Forests, Fire and People – a Perspective from the Field
As a plantation manager, fire is a key threat to our business. We do not burn because it makes no economic or environmental sense to do so. Our plantations are managed to maximize fibre and fire can significantly impact fibre quality and productivity from our plantations. At the same time, fire suppression is incredibly expensive and very dangerous work.
APRIL has committed over US$7 million to firefighting, including investments in equipment and resources. We fight illegally lit fires in our own concessions, as well as playing a significant role in suppressing fires in community and forest areas across the landscape.
So the obvious question is – if APRIL doesn’t burn why do fires occur in and adjacent to its concessions. Our data from the last three years of fires does not identify a single natural cause. We have attended over 2,000 separate fires in that period– both illegal fires lit in our concession and on land outside our concession. More than 70 percent of these are related to land clearing and agriculture.

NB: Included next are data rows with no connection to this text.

/// Keyboard input: crossterm key events to `InputEvent`s.
///
/// Every press or auto-repeat becomes a `Press`. Releases come from the
/// terminal when keyboard enhancement is confirmed working; otherwise a key
/// is considered released once no press/repeat has arrived for
/// `HOLD_TIMEOUT`.

use std::collections::HashMap;
use std::time::{Duration, Instant};

use crossterm::event::{self, poll, Event, KeyCode, KeyEvent, KeyEventKind, KeyModifiers};

use crate::domain::input::{InputEvent, Key};

/// After this duration without a Press/Repeat event, consider the key released.
/// Only used when the terminal doesn't report Release events.
const HOLD_TIMEOUT: Duration = Duration::from_millis(160);

/// Physical key to logical key.
pub fn key_for(event: &KeyEvent) -> Option<Key> {
    if event.modifiers.contains(KeyModifiers::CONTROL)
        && matches!(event.code, KeyCode::Char('c') | KeyCode::Char('C'))
    {
        return Some(Key::Quit);
    }
    match event.code {
        KeyCode::Up | KeyCode::Char('w') | KeyCode::Char('W') => Some(Key::Up),
        KeyCode::Down | KeyCode::Char('s') | KeyCode::Char('S') => Some(Key::Down),
        KeyCode::Left | KeyCode::Char('a') | KeyCode::Char('A') => Some(Key::Left),
        KeyCode::Right | KeyCode::Char('d') | KeyCode::Char('D') => Some(Key::Right),
        KeyCode::Enter | KeyCode::Char(' ') => Some(Key::Select),
        KeyCode::Esc | KeyCode::Backspace => Some(Key::Cancel),
        KeyCode::Tab => Some(Key::Shift),
        KeyCode::Char('q') | KeyCode::Char('Q') => Some(Key::Quit),
        _ => None,
    }
}

pub struct InputState {
    /// Timestamp of last Press/Repeat event for each held key.
    last_active: HashMap<Key, Instant>,

    /// Whether to honor Release events. Only true when keyboard
    /// enhancement is confirmed working.
    pub honor_release: bool,
}

impl InputState {
    pub fn new() -> Self {
        InputState {
            last_active: HashMap::with_capacity(8),
            honor_release: false,
        }
    }

    /// Drain all pending terminal events. Call once per frame.
    pub fn drain_events(&mut self) -> Vec<InputEvent> {
        let mut out = Vec::new();
        while poll(Duration::ZERO).unwrap_or(false) {
            if let Ok(Event::Key(key)) = event::read() {
                self.feed(&key, Instant::now(), &mut out);
            }
        }
        self.expire(Instant::now(), &mut out);
        out
    }

    fn feed(&mut self, event: &KeyEvent, now: Instant, out: &mut Vec<InputEvent>) {
        let Some(key) = key_for(event) else { return };
        match event.kind {
            KeyEventKind::Release if self.honor_release => {
                if self.last_active.remove(&key).is_some() {
                    out.push(InputEvent::Release(key));
                }
            }
            // Unconfirmed releases are left to the timeout.
            KeyEventKind::Release => {}
            _ => {
                self.last_active.insert(key, now);
                out.push(InputEvent::Press(key));
            }
        }
    }

    /// Synthesize releases for keys that went quiet.
    fn expire(&mut self, now: Instant, out: &mut Vec<InputEvent>) {
        let mut gone: Vec<Key> = self
            .last_active
            .iter()
            .filter(|(_, t)| now.duration_since(**t) >= HOLD_TIMEOUT)
            .map(|(k, _)| *k)
            .collect();
        gone.sort_by_key(|k| *k as u8);
        for key in gone {
            self.last_active.remove(&key);
            out.push(InputEvent::Release(key));
        }
    }
}

#[cfg(test)]
mod tests {
    use super::*;

    fn ev(code: KeyCode, kind: KeyEventKind) -> KeyEvent {
        KeyEvent::new_with_kind(code, KeyModifiers::NONE, kind)
    }

    #[test]
    fn keymap() {
        let k = |code| key_for(&KeyEvent::new(code, KeyModifiers::NONE));
        assert_eq!(k(KeyCode::Char('w')), Some(Key::Up));
        assert_eq!(k(KeyCode::Left), Some(Key::Left));
        assert_eq!(k(KeyCode::Char(' ')), Some(Key::Select));
        assert_eq!(k(KeyCode::Backspace), Some(Key::Cancel));
        assert_eq!(k(KeyCode::Tab), Some(Key::Shift));
        assert_eq!(k(KeyCode::Char('x')), None);
        let ctrl_c = KeyEvent::new(KeyCode::Char('c'), KeyModifiers::CONTROL);
        assert_eq!(key_for(&ctrl_c), Some(Key::Quit));
    }

    #[test]
    fn repeats_press_and_times_out() {
        let mut input = InputState::new();
        let t0 = Instant::now();
        let mut out = Vec::new();
        input.feed(&ev(KeyCode::Up, KeyEventKind::Press), t0, &mut out);
        input.feed(&ev(KeyCode::Up, KeyEventKind::Repeat), t0 + Duration::from_millis(100), &mut out);
        input.expire(t0 + Duration::from_millis(200), &mut out);
        assert_eq!(out, vec![InputEvent::Press(Key::Up), InputEvent::Press(Key::Up)]);
        input.expire(t0 + Duration::from_millis(260), &mut out);
        assert_eq!(out.last(), Some(&InputEvent::Release(Key::Up)));
        assert_eq!(out.len(), 3);
    }

    #[test]
    fn release_honored_only_when_enabled() {
        let mut input = InputState::new();
        let t0 = Instant::now();
        let mut out = Vec::new();
        input.feed(&ev(KeyCode::Down, KeyEventKind::Press), t0, &mut out);
        input.feed(&ev(KeyCode::Down, KeyEventKind::Release), t0, &mut out);
        assert_eq!(out, vec![InputEvent::Press(Key::Down)]);

        input.honor_release = true;
        input.feed(&ev(KeyCode::Down, KeyEventKind::Release), t0, &mut out);
        assert_eq!(out.last(), Some(&InputEvent::Release(Key::Down)));
        input.expire(t0 + Duration::from_secs(1), &mut out);
        assert_eq!(out.len(), 2);
    }
}
/// Messages between the HTTP control panel and the state machine.
///
/// The server thread only ever reads a `RemoteView` snapshot and sends
/// `RemoteCommand`s back; the frame loop applies them.

use super::chat::ChatLine;

/// Chat lines shown on the panel.
pub const REMOTE_CHAT_TAIL: usize = 10;

#[derive(Clone, Debug, PartialEq, Eq)]
pub enum RemoteCommand {
    SetOption { name: String, value: String },
    SendChat(String),
    AddItem(String),
    RemoveItem(usize),
}

#[derive(Clone, Debug, Default, PartialEq, Eq)]
pub struct RemoteView {
    pub difficulty: String,
    pub wifi: bool,
    pub items: Vec<String>,
    pub chat: Vec<ChatLine>,
}
/// Gamepad input using gilrs.
///
/// Button mapping is loaded from config.toml via `load_button_config()`.
/// Default mapping:
///   D-pad / Left Stick    →  Directions
///   A / Start             →  Select
///   B                     →  Cancel
///   X / Y                 →  Shift
///   Select                →  Quit
///
/// Each logical key is compared with its state on the previous poll, so a
/// held D-pad produces exactly one Press and one Release.

#[cfg(feature = "gamepad")]
use gilrs::{Axis, Button, EventType, Gilrs};

use crate::config::GamepadConfig;
use crate::domain::input::{InputEvent, Key};

#[cfg_attr(not(feature = "gamepad"), allow(dead_code))]
const STICK_DEADZONE: f32 = 0.25;

/// Logical button identifiers (one per physical button).
#[derive(Clone, Copy, PartialEq, Eq, Hash, Debug)]
pub enum Btn {
    A,       // South
    B,       // East
    X,       // West
    Y,       // North
    L1,      // LeftTrigger
    R1,      // RightTrigger
    Start,
    Select,
}

const BTN_COUNT: usize = 8;

impl Btn {
    fn from_name(s: &str) -> Option<Btn> {
        match s.to_uppercase().as_str() {
            "A" | "SOUTH"  => Some(Btn::A),
            "B" | "EAST"   => Some(Btn::B),
            "X" | "WEST"   => Some(Btn::X),
            "Y" | "NORTH"  => Some(Btn::Y),
            "L1" | "LB" | "LEFTTRIGGER"  => Some(Btn::L1),
            "R1" | "RB" | "RIGHTTRIGGER" => Some(Btn::R1),
            "START" => Some(Btn::Start),
            "SELECT" | "BACK" => Some(Btn::Select),
            _ => None,
        }
    }

    #[cfg(feature = "gamepad")]
    fn from_gilrs(btn: Button) -> Option<Btn> {
        match btn {
            Button::South     => Some(Btn::A),
            Button::East      => Some(Btn::B),
            Button::West      => Some(Btn::X),
            Button::North     => Some(Btn::Y),
            Button::LeftTrigger  => Some(Btn::L1),
            Button::RightTrigger => Some(Btn::R1),
            Button::Start     => Some(Btn::Start),
            Button::Select    => Some(Btn::Select),
            _ => None,
        }
    }
}

/// Logical keys in a fixed order, used to index held state.
const KEYS: [Key; 8] = [
    Key::Up,
    Key::Down,
    Key::Left,
    Key::Right,
    Key::Select,
    Key::Cancel,
    Key::Shift,
    Key::Quit,
];

/// Action-to-button mapping (loaded from config).
struct ActionMap {
    select: Vec<Btn>,
    cancel: Vec<Btn>,
    shift: Vec<Btn>,
    quit: Vec<Btn>,
}

impl Default for ActionMap {
    fn default() -> Self {
        ActionMap {
            select: vec![Btn::A, Btn::Start],
            cancel: vec![Btn::B],
            shift:  vec![Btn::X, Btn::Y],
            quit:   vec![Btn::Select],
        }
    }
}

pub struct GamepadState {
    #[cfg(feature = "gamepad")]
    gilrs: Option<Gilrs>,

    buttons: [bool; BTN_COUNT],
    /// Up, down, left, right.
    dpad: [bool; 4],
    stick_x: f32,
    stick_y: f32,

    action_map: ActionMap,

    /// Logical key state after the previous poll, indexed like `KEYS`.
    prev: [bool; 8],

    pub connected: bool,
}

impl GamepadState {
    pub fn new() -> Self {
        #[cfg(feature = "gamepad")]
        let (gilrs_opt, connected) = {
            match Gilrs::new() {
                Ok(g) => {
                    let has_pad = g.gamepads().next().is_some();
                    (Some(g), has_pad)
                }
                Err(_) => (None, false),
            }
        };
        #[cfg(not(feature = "gamepad"))]
        let connected = false;

        GamepadState {
            #[cfg(feature = "gamepad")]
            gilrs: gilrs_opt,
            buttons: [false; BTN_COUNT],
            dpad: [false; 4],
            stick_x: 0.0,
            stick_y: 0.0,
            action_map: ActionMap::default(),
            prev: [false; 8],
            connected,
        }
    }

    /// Load button mapping from config. Empty or unparseable lists keep
    /// the default for that action.
    pub fn load_button_config(&mut self, cfg: &GamepadConfig) {
        fn parse_into(names: &[String], slot: &mut Vec<Btn>) {
            let parsed: Vec<Btn> = names.iter().filter_map(|s| Btn::from_name(s)).collect();
            if !parsed.is_empty() {
                *slot = parsed;
            }
        }
        let map = &mut self.action_map;
        parse_into(&cfg.select, &mut map.select);
        parse_into(&cfg.cancel, &mut map.cancel);
        parse_into(&cfg.shift, &mut map.shift);
        parse_into(&cfg.quit, &mut map.quit);
    }

    /// Poll the pad and report key transitions since the last call.
    pub fn update(&mut self) -> Vec<InputEvent> {
        #[cfg(feature = "gamepad")]
        self.poll_gilrs();

        self.transitions()
    }

    #[cfg(feature = "gamepad")]
    fn poll_gilrs(&mut self) {
        let gilrs = match &mut self.gilrs {
            Some(g) => g,
            None => return,
        };

        let events: Vec<_> = std::iter::from_fn(|| gilrs.next_event()).collect();

        for event in events {
            match event.event {
                EventType::ButtonPressed(btn, _) => {
                    self.connected = true;
                    self.set_button(btn, true);
                }
                EventType::ButtonReleased(btn, _) => {
                    self.connected = true;
                    self.set_button(btn, false);
                }
                EventType::AxisChanged(axis, value, _) => {
                    self.connected = true;
                    match axis {
                        Axis::LeftStickX => self.stick_x = value,
                        Axis::LeftStickY => self.stick_y = value,
                        _ => {}
                    }
                }
                EventType::Connected => {
                    self.connected = true;
                    tracing::info!("gamepad connected");
                }
                EventType::Disconnected => {
                    self.connected = false;
                    self.release_all();
                    tracing::info!("gamepad disconnected");
                }
                _ => {}
            }
        }
    }

    #[cfg(feature = "gamepad")]
    fn set_button(&mut self, gilrs_btn: Button, held: bool) {
        // D-pad is tracked apart from the face buttons.
        let dpad = match gilrs_btn {
            Button::DPadUp => Some(0),
            Button::DPadDown => Some(1),
            Button::DPadLeft => Some(2),
            Button::DPadRight => Some(3),
            _ => None,
        };
        if let Some(i) = dpad {
            self.dpad[i] = held;
        } else if let Some(btn) = Btn::from_gilrs(gilrs_btn) {
            self.buttons[btn as usize] = held;
        }
    }

    fn any_held(&self, btns: &[Btn]) -> bool {
        btns.iter().any(|&b| self.buttons[b as usize])
    }

    /// Current held state of each logical key, indexed like `KEYS`.
    fn held_keys(&self) -> [bool; 8] {
        [
            self.dpad[0] || self.stick_y > STICK_DEADZONE,
            self.dpad[1] || self.stick_y < -STICK_DEADZONE,
            self.dpad[2] || self.stick_x < -STICK_DEADZONE,
            self.dpad[3] || self.stick_x > STICK_DEADZONE,
            self.any_held(&self.action_map.select),
            self.any_held(&self.action_map.cancel),
            self.any_held(&self.action_map.shift),
            self.any_held(&self.action_map.quit),
        ]
    }

    fn transitions(&mut self) -> Vec<InputEvent> {
        let now = self.held_keys();
        let mut out = Vec::new();
        for (i, key) in KEYS.into_iter().enumerate() {
            match (self.prev[i], now[i]) {
                (false, true) => out.push(InputEvent::Press(key)),
                (true, false) => out.push(InputEvent::Release(key)),
                _ => {}
            }
        }
        self.prev = now;
        out
    }

    #[cfg_attr(not(feature = "gamepad"), allow(dead_code))]
    fn release_all(&mut self) {
        self.buttons = [false; BTN_COUNT];
        self.dpad = [false; 4];
        self.stick_x = 0.0;
        self.stick_y = 0.0;
    }
}

#[cfg(test)]
mod tests {
    use super::*;

    #[test]
    fn dpad_edges() {
        let mut pad = GamepadState::new();
        pad.dpad[0] = true;
        assert_eq!(pad.transitions(), vec![InputEvent::Press(Key::Up)]);
        assert!(pad.transitions().is_empty());
        pad.dpad[0] = false;
        assert_eq!(pad.transitions(), vec![InputEvent::Release(Key::Up)]);
    }

    #[test]
    fn stick_past_deadzone_is_a_direction() {
        let mut pad = GamepadState::new();
        pad.stick_x = -0.1;
        assert!(pad.transitions().is_empty());
        pad.stick_x = -0.8;
        assert_eq!(pad.transitions(), vec![InputEvent::Press(Key::Left)]);
    }

    #[test]
    fn config_remaps_actions() {
        let mut pad = GamepadState::new();
        pad.load_button_config(&GamepadConfig {
            select: vec!["b".into()],
            cancel: vec!["a".into()],
            shift: vec!["nonsense".into()],
            quit: vec![],
        });
        pad.buttons[Btn::B as usize] = true;
        assert_eq!(pad.transitions(), vec![InputEvent::Press(Key::Select)]);
        pad.buttons[Btn::X as usize] = true;
        assert_eq!(pad.transitions(), vec![InputEvent::Press(Key::Shift)]);
    }

    #[test]
    fn release_all_releases_keys() {
        let mut pad = GamepadState::new();
        pad.buttons[Btn::Start as usize] = true;
        pad.transitions();
        pad.release_all();
        assert_eq!(pad.transitions(), vec![InputEvent::Release(Key::Select)]);
    }
}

The perception that Indonesia has a forest fire problem is incorrect – Indonesia has a problem with the inappropriate use of fire for agricultural outcomes.
To develop a constructive response to the fire issue we first had to understand the root causes. APRIL Group already had a range of agriculture assistance programs in place and incentive programs
for villages not to burn – why weren’t these more effective? The answer quickly became clear: communities felt that their specific local issues were not being addressed.
With the establishment of our Fire Free Village Program, we took a different approach. We met with village communities and discussed the issue of fire and the role of fire management, particularly fire prevention. All of the communities we spoke to agreed that fire is a significant problem. They also pointed out that without a sustainable alternative, fire would continue to be used as the primary method of clearing shrubs and trees.
As part of the program framework APRIL developed five separate projects under the initial Fire Free Village Pilot that could be tailored to suit the requirements of each village. These were:
- No Burn Incentive
- Village Crew Leaders
- Agricultural Assistance
- Community Awareness
- Air Quality Monitoring
In isolation each of these projects have had limited traction – but together they address the specific root causes of fire and haze in each community and provide genuine sustainable alternatives to using fire as an agricultural tool.
All these projects have been operational for between 6 – 8 months and the results are very encouraging. In previous years these communities would generally start to burn areas during the dry season after resulting in dozens of small fires. With no management some of these fires would quickly spread. Conservatively we estimated that these communities experienced between 3 – 7 fires every week during the July – September fire season in past year. This means that during the 14 weeks of the fire season there were between 42 – 98 fires in village areas. This year, for the first time, fires have been monitored and actively suppressed. As a result the number of unmanaged fires in the Fire Free Village areas is between 0 – 3 for this entire season.
Contributing to that success has been the level of communication between the recently appointed community Crew Leaders and our Fire Prevention Manager. Several times a week our Fire Prevention Manager discusses local fire management challenges affecting each village and assists with resourcing solutions and developing capability locally.
There are many lessons to be learnt from the first year of our Fire Free Village pilot program – not the least of which is ensuring that we are listening to and understanding the specific local challenges of the communities we are working with.
There is still much to do – but we are convinced that implementing our No Burn policy through our Fire Free Village program to community partners outside our concession is the key to preventing fires in the Riau landscape.